**Excerpted data**:
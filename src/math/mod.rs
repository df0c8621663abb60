//! Layer 2: Math
//!
//! # Purpose
//!
//! This layer provides pure mathematical functions used throughout the forecaster:
//! - Min-max rescaling and its inverse
//! - Distances and the kernel bandwidth
//! - The Gaussian kernel
//! - Dense symmetric solves
//! - Summary statistics
//!
//! These are reusable mathematical building blocks with no algorithm-specific logic.
//!
//! # Architecture
//!
//! ```text
//! Layer 6: API
//!   ↓
//! Layer 5: Adapters
//!   ↓
//! Layer 4: Engine
//!   ↓
//! Layer 3: Algorithms
//!   ↓
//! Layer 2: Math ← You are here
//!   ↓
//! Layer 1: Primitives
//! ```

/// Min-max rescaling into the unit interval.
pub mod scaling;

/// Mean and standard deviation.
pub mod statistics;

/// Squared distances and the bandwidth estimator.
pub mod distance;

/// Gaussian radial basis kernel.
pub mod kernel;

/// Linear algebra backend.
pub mod linalg;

**Problem to solve**:
The data above should be output exactly, with each line intact.

**Output for this exercise**:
filename src/math/mod.rs
repository df0c8621663abb60
//! Layer 2: Math
//!
//! # Purpose
//!
//! This layer provides pure mathematical functions used throughout the forecaster:
//! - Min-max rescaling and its inverse
//! - Distances and the kernel bandwidth
//! - The Gaussian kernel
//! - Dense symmetric solves
//! - Summary statistics
//!
//! These are reusable mathematical building blocks with no algorithm-specific logic.
//!
//! # Architecture
//!
//! ```text
//! Layer 6: API
//!   ↓
//! Layer 5: Adapters
//!   ↓
//! Layer 4: Engine
//!   ↓
//! Layer 3: Algorithms
//!   ↓
//! Layer 2: Math ← You are here
//!   ↓
//! Layer 1: Primitives
//! ```

/// Min-max rescaling into the unit interval.
pub mod scaling;

/// Mean and standard deviation.
pub mod statistics;

/// Squared distances and the bandwidth estimator.
pub mod distance;

/// Gaussian radial basis kernel.
pub mod kernel;

/// Linear algebra backend.
pub mod linalg;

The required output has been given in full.